Collected data entries
◆ ◆ ◆ ◆ ◆
//! Client configuration and timeline visibility policy.

use std::collections::HashSet;
use std::time::Duration;

use ruma::OwnedUserId;

use crate::event::Event;
use crate::retry::RetryPolicy;

/// Which events the visible timeline shows. Hidden events are still indexed
/// and resolved as relations; they just never occupy a timeline slot.
#[derive(Debug, Clone)]
pub struct TimelinePolicy {
    /// Event types excluded from the visible timeline.
    pub hidden_types: HashSet<String>,
    /// Exclude edit payloads, since their content is folded into the target.
    pub hide_edit_fallbacks: bool,
}

impl Default for TimelinePolicy {
    fn default() -> Self {
        let mut hidden_types = HashSet::new();
        hidden_types.insert("m.reaction".to_owned());
        TimelinePolicy {
            hidden_types,
            hide_edit_fallbacks: true,
        }
    }
}

impl TimelinePolicy {
    pub fn is_visible(&self, event: &Event) -> bool {
        if self.hidden_types.contains(event.event_type()) {
            return false;
        }
        if self.hide_edit_fallbacks && event.is_edit_payload() {
            return false;
        }
        true
    }
}

/// Tunables for one client instance.
#[derive(Debug, Clone)]
pub struct ClientConfig {
    /// The user this client syncs as.
    pub user_id: OwnedUserId,
    /// Long-poll timeout passed to the sync endpoint.
    pub sync_timeout: Duration,
    /// Per-room timeline chunk size requested in the sync filter.
    pub timeline_limit: u32,
    /// Page size for history pagination.
    pub page_limit: u32,
    pub policy: TimelinePolicy,
    pub retry: RetryPolicy,
}

impl ClientConfig {
    pub fn new(user_id: OwnedUserId) -> Self {
        ClientConfig {
            user_id,
            sync_timeout: Duration::from_secs(30),
            timeline_limit: 20,
            page_limit: 50,
            policy: TimelinePolicy::default(),
            retry: RetryPolicy::default(),
        }
    }
}
//! Scripted transport for driving the engine in tests.

// Not every test binary uses every helper.
#![allow(dead_code)]

use std::collections::VecDeque;
use std::sync::atomic::{AtomicUsize, Ordering};
use std::sync::Mutex;
use std::time::Duration;

use async_trait::async_trait;
use ruma::{OwnedEventId, RoomId, UserId};
use serde_json::Value as JsonValue;

use roomsync::api::{
    FilterDefinition, MembersResponse, MessagesResponse, RawEvent, SyncResponse,
};
use roomsync::{Direction, Error, Fetcher, Result};

/// A fetcher fed from queues. `sync` polls its queue, so a test can push
/// deltas after the loop is already parked on an empty long poll.
#[derive(Default)]
pub struct MockFetcher {
    syncs: Mutex<VecDeque<Result<SyncResponse>>>,
    messages: Mutex<VecDeque<Result<MessagesResponse>>>,
    states: Mutex<VecDeque<Vec<RawEvent>>>,
    send_failures: Mutex<VecDeque<Error>>,
    pub sync_since: Mutex<Vec<Option<String>>>,
    pub sync_filters: Mutex<Vec<Option<String>>>,
    pub messages_calls: AtomicUsize,
    pub messages_delay: Mutex<Option<Duration>>,
    pub sent: Mutex<Vec<(String, JsonValue, String)>>,
}

impl MockFetcher {
    pub fn new() -> Self {
        Self::default()
    }

    pub fn push_sync(&self, response: Result<SyncResponse>) {
        self.syncs.lock().unwrap().push_back(response);
    }

    pub fn push_messages(&self, response: Result<MessagesResponse>) {
        self.messages.lock().unwrap().push_back(response);
    }

    pub fn push_state(&self, state: Vec<RawEvent>) {
        self.states.lock().unwrap().push_back(state);
    }

    pub fn fail_next_send(&self, err: Error) {
        self.send_failures.lock().unwrap().push_back(err);
    }

    pub fn sync_calls(&self) -> usize {
        self.sync_since.lock().unwrap().len()
    }
}

#[async_trait]
impl Fetcher for MockFetcher {
    async fn sync(
        &self,
        since: Option<&str>,
        filter: Option<&str>,
        _timeout: Duration,
    ) -> Result<SyncResponse> {
        self.sync_since
            .lock()
            .unwrap()
            .push(since.map(str::to_owned));
        self.sync_filters
            .lock()
            .unwrap()
            .push(filter.map(str::to_owned));
        loop {
            if let Some(response) = self.syncs.lock().unwrap().pop_front() {
                return response;
            }
            tokio::time::sleep(Duration::from_millis(5)).await;
        }
    }

    async fn create_filter(&self, _user_id: &UserId, _filter: &FilterDefinition) -> Result<String> {
        Ok("filter-1".to_owned())
    }

    async fn send_event(
        &self,
        _room_id: &RoomId,
        event_type: &str,
        content: &JsonValue,
        transaction_id: &str,
    ) -> Result<OwnedEventId> {
        if let Some(err) = self.send_failures.lock().unwrap().pop_front() {
            return Err(err);
        }
        self.sent.lock().unwrap().push((
            event_type.to_owned(),
            content.clone(),
            transaction_id.to_owned(),
        ));
        Ok("$sent:example.org".try_into().unwrap())
    }

    async fn send_state(
        &self,
        _room_id: &RoomId,
        _event_type: &str,
        _state_key: &str,
        _content: &JsonValue,
    ) -> Result<OwnedEventId> {
        Ok("$state:example.org".try_into().unwrap())
    }

    async fn redact(
        &self,
        _room_id: &RoomId,
        _event_id: &str,
        _reason: Option<&str>,
        _transaction_id: &str,
    ) -> Result<OwnedEventId> {
        Ok("$redaction:example.org".try_into().unwrap())
    }

    async fn messages(
        &self,
        _room_id: &RoomId,
        _from: &str,
        _direction: Direction,
        _limit: u32,
    ) -> Result<MessagesResponse> {
        self.messages_calls.fetch_add(1, Ordering::SeqCst);
        let delay = *self.messages_delay.lock().unwrap();
        if let Some(delay) = delay {
            tokio::time::sleep(delay).await;
        }
        match self.messages.lock().unwrap().pop_front() {
            Some(response) => response,
            None => Ok(MessagesResponse::default()),
        }
    }

    async fn state(&self, _room_id: &RoomId) -> Result<Vec<RawEvent>> {
        Ok(self.states.lock().unwrap().pop_front().unwrap_or_default())
    }

    async fn members(
        &self,
        _room_id: &RoomId,
        _membership: Option<&str>,
    ) -> Result<MembersResponse> {
        Ok(MembersResponse::default())
    }
}
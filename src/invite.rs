//! Pending invites, derived from stripped state.
//!
//! Stripped state carries no event ids and no auth chain, so nothing here is
//! verified; the derived fields exist purely to render the invite. Accepting
//! an invite refetches the full room state from the server.

use ruma::{OwnedRoomId, OwnedUserId, UserId};
use serde_json::Value as JsonValue;

use crate::api::StrippedState;

/// A room the user has been invited to but not yet joined.
#[derive(Debug, Clone)]
pub struct Invite {
    pub room_id: OwnedRoomId,
    pub name: Option<String>,
    pub topic: Option<String>,
    pub avatar_url: Option<String>,
    /// Room type from `m.room.create`, e.g. `m.space`.
    pub kind: Option<String>,
    /// Who sent the invite, from our own member event.
    pub inviter: Option<OwnedUserId>,
    pub is_direct: bool,
    pub state: Vec<StrippedState>,
}

impl Invite {
    pub fn from_stripped_state(
        room_id: OwnedRoomId,
        own_user: &UserId,
        state: Vec<StrippedState>,
    ) -> Self {
        let mut invite = Invite {
            room_id,
            name: None,
            topic: None,
            avatar_url: None,
            kind: None,
            inviter: None,
            is_direct: false,
            state,
        };

        for event in &invite.state {
            match event.event_type.as_str() {
                "m.room.name" => {
                    invite.name = string_field(&event.content, "name");
                }
                "m.room.topic" => {
                    invite.topic = string_field(&event.content, "topic");
                }
                "m.room.avatar" => {
                    invite.avatar_url = string_field(&event.content, "url");
                }
                "m.room.create" => {
                    invite.kind = string_field(&event.content, "type");
                }
                "m.room.member" if event.state_key == own_user.as_str() => {
                    let membership = event.content.get("membership").and_then(|v| v.as_str());
                    if membership == Some("invite") {
                        invite.inviter = Some(event.sender.clone());
                        invite.is_direct = event
                            .content
                            .get("is_direct")
                            .and_then(|v| v.as_bool())
                            .unwrap_or(false);
                    }
                }
                _ => {}
            }
        }

        invite
    }
}

fn string_field(content: &JsonValue, field: &str) -> Option<String> {
    content.get(field).and_then(|v| v.as_str()).map(str::to_owned)
}
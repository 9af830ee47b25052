//! The client: owns the room set, the invite set, global account data and
//! the sync task, and fans out change notifications.

use std::collections::HashMap;
use std::sync::{Arc, Mutex, PoisonError, RwLock, RwLockReadGuard, RwLockWriteGuard};

use ruma::OwnedRoomId;
use serde_json::Value as JsonValue;
use tracing::{error, info, instrument, warn};
use tokio::sync::{broadcast, watch};
use tokio::task::JoinHandle;

use roomsync_common::{Error, Result};

use crate::api::{FilterDefinition, UnreadNotifications};
use crate::config::ClientConfig;
use crate::event::EphemeralEvent;
use crate::fetcher::Fetcher;
use crate::invite::Invite;
use crate::persist::{
    RoomSnapshot, Store, ACCOUNT_DATA_TABLE, ROOMS_TABLE, SYNC_TABLE, SYNC_TOKEN_KEY,
};
use crate::room::Room;
use crate::sync::{run_sync_loop, SyncStatus};

const EVENT_CHANNEL_CAPACITY: usize = 256;

/// Everything subscribers can observe changing.
#[derive(Debug, Clone)]
pub enum ClientEvent {
    Status(SyncStatus),
    /// First sync delta applied; the room set is trustworthy from here on.
    Ready,
    AccountData {
        data_type: String,
    },
    RoomAccountData {
        room_id: OwnedRoomId,
        data_type: String,
    },
    State {
        room_id: OwnedRoomId,
        event_type: String,
        state_key: String,
    },
    Timeline {
        room_id: OwnedRoomId,
        event_id: String,
    },
    Redacted {
        room_id: OwnedRoomId,
        event_id: String,
    },
    Ephemeral {
        room_id: OwnedRoomId,
        event: EphemeralEvent,
    },
    Joined(OwnedRoomId),
    Left(OwnedRoomId),
    Invited(OwnedRoomId),
    InviteRevoked(OwnedRoomId),
    Notifications {
        room_id: OwnedRoomId,
        counts: UnreadNotifications,
    },
    /// A local echo was matched to its server event.
    RemoteEcho {
        room_id: OwnedRoomId,
        transaction_id: String,
        event_id: String,
    },
    SendFailed {
        room_id: OwnedRoomId,
        transaction_id: String,
    },
}

pub(crate) struct ClientInner {
    pub(crate) config: ClientConfig,
    pub(crate) fetcher: Arc<dyn Fetcher>,
    pub(crate) store: Option<Arc<dyn Store>>,
    pub(crate) rooms: RwLock<HashMap<OwnedRoomId, Arc<Room>>>,
    pub(crate) invites: RwLock<HashMap<OwnedRoomId, Invite>>,
    pub(crate) account_data: RwLock<HashMap<String, JsonValue>>,
    pub(crate) status: watch::Sender<SyncStatus>,
    pub(crate) events: broadcast::Sender<ClientEvent>,
    pub(crate) filter_id: RwLock<Option<String>>,
    pub(crate) next_batch: RwLock<Option<String>>,
    stop: Mutex<Option<watch::Sender<bool>>>,
    task: Mutex<Option<JoinHandle<()>>>,
}

impl ClientInner {
    pub(crate) fn emit(&self, event: ClientEvent) {
        let _ = self.events.send(event);
    }

    pub(crate) fn set_status(&self, status: SyncStatus) {
        let changed = self.status.send_if_modified(|current| {
            if *current == status {
                false
            } else {
                *current = status;
                true
            }
        });
        if changed {
            info!(?status, "sync status changed");
            self.emit(ClientEvent::Status(status));
        }
    }

    /// Fetch or lazily create the room object for an id.
    pub(crate) fn room_or_create(&self, room_id: &OwnedRoomId) -> (Arc<Room>, bool) {
        if let Some(room) = read(&self.rooms).get(room_id) {
            return (room.clone(), false);
        }
        let mut rooms = write(&self.rooms);
        // raced with another creator
        if let Some(room) = rooms.get(room_id) {
            return (room.clone(), false);
        }
        let room = Arc::new(Room::new(
            room_id.clone(),
            self.config.user_id.clone(),
            self.fetcher.clone(),
            self.events.clone(),
            self.config.policy.clone(),
            self.config.page_limit,
        ));
        rooms.insert(room_id.clone(), room.clone());
        (room, true)
    }
}

pub(crate) fn read<T>(lock: &RwLock<T>) -> RwLockReadGuard<'_, T> {
    lock.read().unwrap_or_else(PoisonError::into_inner)
}

pub(crate) fn write<T>(lock: &RwLock<T>) -> RwLockWriteGuard<'_, T> {
    lock.write().unwrap_or_else(PoisonError::into_inner)
}

/// Handle to one sync engine instance. Cheap to clone.
#[derive(Clone)]
pub struct Client {
    inner: Arc<ClientInner>,
}

impl Client {
    pub fn new(config: ClientConfig, fetcher: Arc<dyn Fetcher>) -> Self {
        Self::build(config, fetcher, None)
    }

    /// A client that snapshots its state through `store` after every delta
    /// and replays it before the first sync.
    pub fn with_store(
        config: ClientConfig,
        fetcher: Arc<dyn Fetcher>,
        store: Arc<dyn Store>,
    ) -> Self {
        Self::build(config, fetcher, Some(store))
    }

    fn build(config: ClientConfig, fetcher: Arc<dyn Fetcher>, store: Option<Arc<dyn Store>>) -> Self {
        let (status, _) = watch::channel(SyncStatus::Stopped);
        let (events, _) = broadcast::channel(EVENT_CHANNEL_CAPACITY);
        Client {
            inner: Arc::new(ClientInner {
                config,
                fetcher,
                store,
                rooms: RwLock::new(HashMap::new()),
                invites: RwLock::new(HashMap::new()),
                account_data: RwLock::new(HashMap::new()),
                status,
                events,
                filter_id: RwLock::new(None),
                next_batch: RwLock::new(None),
                stop: Mutex::new(None),
                task: Mutex::new(None),
            }),
        }
    }

    pub fn subscribe(&self) -> broadcast::Receiver<ClientEvent> {
        self.inner.events.subscribe()
    }

    pub fn status(&self) -> SyncStatus {
        *self.inner.status.borrow()
    }

    pub fn status_updates(&self) -> watch::Receiver<SyncStatus> {
        self.inner.status.subscribe()
    }

    pub fn room(&self, room_id: &OwnedRoomId) -> Option<Arc<Room>> {
        read(&self.inner.rooms).get(room_id).cloned()
    }

    pub fn rooms(&self) -> Vec<Arc<Room>> {
        read(&self.inner.rooms).values().cloned().collect()
    }

    pub fn invite(&self, room_id: &OwnedRoomId) -> Option<Invite> {
        read(&self.inner.invites).get(room_id).cloned()
    }

    pub fn invites(&self) -> Vec<Invite> {
        read(&self.inner.invites).values().cloned().collect()
    }

    pub fn account_data(&self, data_type: &str) -> Option<JsonValue> {
        read(&self.inner.account_data).get(data_type).cloned()
    }

    /// Start syncing. Replays the persisted snapshot first, registers the
    /// sync filter once, then spawns the long-poll loop. Starting an
    /// already-running client is an error.
    #[instrument(skip(self), fields(user = %self.inner.config.user_id))]
    pub async fn start(&self) -> Result<()> {
        if self.status() != SyncStatus::Stopped {
            return Err(Error::InvalidState("client already started".to_owned()));
        }
        self.inner.set_status(SyncStatus::Starting);

        if let Err(err) = self.replay_store().await {
            warn!(%err, "persisted state unusable, starting fresh");
            if let Some(store) = &self.inner.store {
                if let Err(err) = store.clear().await {
                    warn!(%err, "failed to clear store");
                }
            }
        }

        if read(&self.inner.filter_id).is_none() {
            let filter = FilterDefinition::for_sync(self.inner.config.timeline_limit);
            match self
                .inner
                .fetcher
                .create_filter(&self.inner.config.user_id, &filter)
                .await
            {
                Ok(filter_id) => *write(&self.inner.filter_id) = Some(filter_id),
                Err(err) => {
                    self.inner.set_status(SyncStatus::Stopped);
                    return Err(err);
                }
            }
        }

        let (stop_tx, stop_rx) = watch::channel(false);
        *self.inner.stop.lock().unwrap_or_else(PoisonError::into_inner) = Some(stop_tx);

        let inner = self.inner.clone();
        let task = tokio::spawn(async move {
            if let Err(err) = run_sync_loop(inner, stop_rx).await {
                error!(%err, "sync loop stopped on fatal error");
            }
        });
        *self.inner.task.lock().unwrap_or_else(PoisonError::into_inner) = Some(task);
        Ok(())
    }

    /// Stop syncing. Cancels the in-flight long poll, waits for the loop to
    /// wind down and closes the store. Idempotent.
    pub async fn stop(&self) {
        let stop = self
            .inner
            .stop
            .lock()
            .unwrap_or_else(PoisonError::into_inner)
            .take();
        if let Some(stop) = stop {
            let _ = stop.send(true);
        }
        let task = self
            .inner
            .task
            .lock()
            .unwrap_or_else(PoisonError::into_inner)
            .take();
        if let Some(task) = task {
            if let Err(err) = task.await {
                warn!(%err, "sync task panicked");
            }
        }
        self.inner.set_status(SyncStatus::Stopped);
        if let Some(store) = &self.inner.store {
            if let Err(err) = store.close().await {
                warn!(%err, "failed to close store");
            }
        }
    }

    async fn replay_store(&self) -> Result<()> {
        let Some(store) = &self.inner.store else {
            return Ok(());
        };
        store.open().await?;

        if let Some(token) = store.get(SYNC_TABLE, SYNC_TOKEN_KEY).await? {
            if let Some(token) = token.as_str() {
                *write(&self.inner.next_batch) = Some(token.to_owned());
            }
        }

        for (data_type, content) in store.get_all(ACCOUNT_DATA_TABLE).await? {
            write(&self.inner.account_data).insert(data_type, content);
        }

        let snapshots = store.get_all(ROOMS_TABLE).await?;
        let count = snapshots.len();
        for (_, value) in snapshots {
            let snapshot: RoomSnapshot = serde_json::from_value(value)?;
            let room_id: OwnedRoomId = snapshot
                .id
                .as_str()
                .try_into()
                .map_err(|_| Error::Store(format!("bad room id in snapshot: {}", snapshot.id)))?;
            let (room, _) = self.inner.room_or_create(&room_id);
            room.restore(snapshot);
        }
        info!(rooms = count, "replayed persisted state");
        Ok(())
    }
}
//! Wire types for the client-server API surface the engine consumes.
//!
//! These are plain serde mirrors of the JSON the transport hands us: the
//! incremental sync delta, `/messages` chunks, stripped invite state and the
//! sync filter definition. Optional sections default rather than fail so a
//! sparse delta always deserializes.

use std::collections::HashMap;

use ruma::{OwnedEventId, OwnedRoomId, OwnedUserId};
use serde::{Deserialize, Serialize};
use serde_json::Value as JsonValue;

/// A raw event as it appears in sync deltas and pagination chunks.
#[derive(Debug, Clone, Serialize, Deserialize)]
pub struct RawEvent {
    pub event_id: OwnedEventId,
    #[serde(rename = "type")]
    pub event_type: String,
    pub sender: OwnedUserId,
    #[serde(default)]
    pub content: JsonValue,
    #[serde(default, skip_serializing_if = "JsonValue::is_null")]
    pub unsigned: JsonValue,
    #[serde(default)]
    pub origin_server_ts: u64,
    #[serde(default, skip_serializing_if = "Option::is_none")]
    pub state_key: Option<String>,
    #[serde(default, skip_serializing_if = "Option::is_none")]
    pub redacts: Option<OwnedEventId>,
}

impl RawEvent {
    /// Client-generated transaction id echoed back by the server, if any.
    pub fn transaction_id(&self) -> Option<&str> {
        self.unsigned.get("transaction_id").and_then(|v| v.as_str())
    }

    /// Whether the server already marked this event as redacted.
    pub fn is_redacted(&self) -> bool {
        self.unsigned.get("redacted_because").is_some()
    }
}

/// Stripped state event carried in invite sections. No event id, no unsigned.
#[derive(Debug, Clone, Serialize, Deserialize)]
pub struct StrippedState {
    #[serde(rename = "type")]
    pub event_type: String,
    pub sender: OwnedUserId,
    pub state_key: String,
    #[serde(default)]
    pub content: JsonValue,
}

/// An account data entry, global or per room.
#[derive(Debug, Clone, Serialize, Deserialize)]
pub struct AccountDataEvent {
    #[serde(rename = "type")]
    pub data_type: String,
    #[serde(default)]
    pub content: JsonValue,
}

/// Ephemeral event (typing, receipts). Surfaced to subscribers, never stored.
#[derive(Debug, Clone, Serialize, Deserialize)]
pub struct RawEphemeralEvent {
    #[serde(rename = "type")]
    pub event_type: String,
    #[serde(default)]
    pub content: JsonValue,
}

#[derive(Debug, Clone, Serialize, Deserialize)]
pub struct EventBatch<T> {
    #[serde(default = "Vec::new")]
    pub events: Vec<T>,
}

// Derived Default would demand T: Default, which the event types do not have.
impl<T> Default for EventBatch<T> {
    fn default() -> Self {
        EventBatch { events: Vec::new() }
    }
}

/// Timeline section of a joined-room delta.
#[derive(Debug, Clone, Default, Serialize, Deserialize)]
pub struct TimelineBatch {
    #[serde(default)]
    pub events: Vec<RawEvent>,
    #[serde(default)]
    pub limited: bool,
    #[serde(default)]
    pub prev_batch: Option<String>,
}

#[derive(Debug, Clone, Copy, Default, PartialEq, Eq, Serialize, Deserialize)]
pub struct UnreadNotifications {
    #[serde(default)]
    pub notification_count: u64,
    #[serde(default)]
    pub highlight_count: u64,
}

#[derive(Debug, Clone, Default, Serialize, Deserialize)]
pub struct RoomSummary {
    #[serde(rename = "m.heroes", default)]
    pub heroes: Vec<OwnedUserId>,
    #[serde(rename = "m.joined_member_count", default)]
    pub joined_member_count: Option<u64>,
    #[serde(rename = "m.invited_member_count", default)]
    pub invited_member_count: Option<u64>,
}

#[derive(Debug, Clone, Default, Serialize, Deserialize)]
pub struct JoinedRoomUpdate {
    #[serde(default)]
    pub state: Option<EventBatch<RawEvent>>,
    #[serde(default)]
    pub timeline: Option<TimelineBatch>,
    #[serde(default)]
    pub account_data: Option<EventBatch<AccountDataEvent>>,
    #[serde(default)]
    pub ephemeral: Option<EventBatch<RawEphemeralEvent>>,
    #[serde(default)]
    pub unread_notifications: Option<UnreadNotifications>,
    #[serde(default)]
    pub summary: Option<RoomSummary>,
}

#[derive(Debug, Clone, Default, Serialize, Deserialize)]
pub struct InvitedRoomUpdate {
    #[serde(default)]
    pub invite_state: EventBatch<StrippedState>,
}

/// Left-room section. The engine only cares that the key is present.
#[derive(Debug, Clone, Default, Serialize, Deserialize)]
pub struct LeftRoomUpdate {
    #[serde(default)]
    pub state: Option<EventBatch<RawEvent>>,
    #[serde(default)]
    pub timeline: Option<TimelineBatch>,
}

#[derive(Debug, Clone, Default, Serialize, Deserialize)]
pub struct RoomUpdates {
    #[serde(default)]
    pub join: HashMap<OwnedRoomId, JoinedRoomUpdate>,
    #[serde(default)]
    pub invite: HashMap<OwnedRoomId, InvitedRoomUpdate>,
    #[serde(default)]
    pub leave: HashMap<OwnedRoomId, LeftRoomUpdate>,
}

/// One incremental sync delta.
#[derive(Debug, Clone, Serialize, Deserialize)]
pub struct SyncResponse {
    pub next_batch: String,
    #[serde(default)]
    pub account_data: Option<EventBatch<AccountDataEvent>>,
    #[serde(default)]
    pub rooms: Option<RoomUpdates>,
}

/// Response to a `/messages` pagination request.
#[derive(Debug, Clone, Default, Serialize, Deserialize)]
pub struct MessagesResponse {
    #[serde(default)]
    pub start: Option<String>,
    /// Token for the next page in the requested direction. Absent when the
    /// server has no more history that way.
    #[serde(default)]
    pub end: Option<String>,
    #[serde(default)]
    pub chunk: Vec<RawEvent>,
    #[serde(default)]
    pub state: Vec<RawEvent>,
}

#[derive(Debug, Clone, Default, Serialize, Deserialize)]
pub struct MembersResponse {
    #[serde(default)]
    pub chunk: Vec<RawEvent>,
}

/// Sync filter uploaded once before the first long poll.
#[derive(Debug, Clone, Default, Serialize, Deserialize)]
pub struct FilterDefinition {
    #[serde(default, skip_serializing_if = "Option::is_none")]
    pub room: Option<RoomFilter>,
}

#[derive(Debug, Clone, Default, Serialize, Deserialize)]
pub struct RoomFilter {
    #[serde(default, skip_serializing_if = "Option::is_none")]
    pub state: Option<RoomEventFilter>,
    #[serde(default, skip_serializing_if = "Option::is_none")]
    pub timeline: Option<RoomEventFilter>,
}

#[derive(Debug, Clone, Default, Serialize, Deserialize)]
pub struct RoomEventFilter {
    #[serde(default, skip_serializing_if = "Option::is_none")]
    pub limit: Option<u32>,
    #[serde(default, skip_serializing_if = "Option::is_none")]
    pub lazy_load_members: Option<bool>,
}

impl FilterDefinition {
    /// The filter the engine registers: lazy-loaded members plus a bounded
    /// per-room timeline chunk.
    pub fn for_sync(timeline_limit: u32) -> Self {
        FilterDefinition {
            room: Some(RoomFilter {
                state: Some(RoomEventFilter {
                    limit: None,
                    lazy_load_members: Some(true),
                }),
                timeline: Some(RoomEventFilter {
                    limit: Some(timeline_limit),
                    lazy_load_members: None,
                }),
            }),
        }
    }
}
#[derive(Debug, Default)]
struct RoomInner {
    /// Current state, keyed by (event type, state key).
    state: HashMap<(String, String), Event>,
    meta: RoomMeta,
    /// Lazily rebuilt power snapshot; `None` means recompute.
    power: Option<Arc<PowerLevels>>,
    members: MemberRoster,
    graph: EventGraph,
    live: Timeline,
    account_data: HashMap<String, JsonValue>,
    notifications: UnreadNotifications,
    summary: RoomSummary,
    /// Transaction ids of in-flight local echoes.
    transactions: HashSet<String>,
}

/// One in-flight pagination per direction, shared by concurrent callers.
#[derive(Default)]
struct FetchSlot {
    fut: Option<Shared<BoxFuture<'static, Result<usize>>>>,
}

pub struct Room {
    id: OwnedRoomId,
    own_user: OwnedUserId,
    fetcher: Arc<dyn Fetcher>,
    notify: tokio::sync::broadcast::Sender<ClientEvent>,
    policy: TimelinePolicy,
    page_limit: u32,
    inner: RwLock<RoomInner>,
    back_fetch: Mutex<FetchSlot>,
    front_fetch: Mutex<FetchSlot>,
}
◆ ◆ ◆ ◆ ◆
*Exercise goal*: Where in the entries does the word "subscribers" occur? Copy out each line that has it.

*Exercise response*:
/// Everything subscribers can observe changing.
/// Ephemeral event (typing, receipts). Surfaced to subscribers, never stored.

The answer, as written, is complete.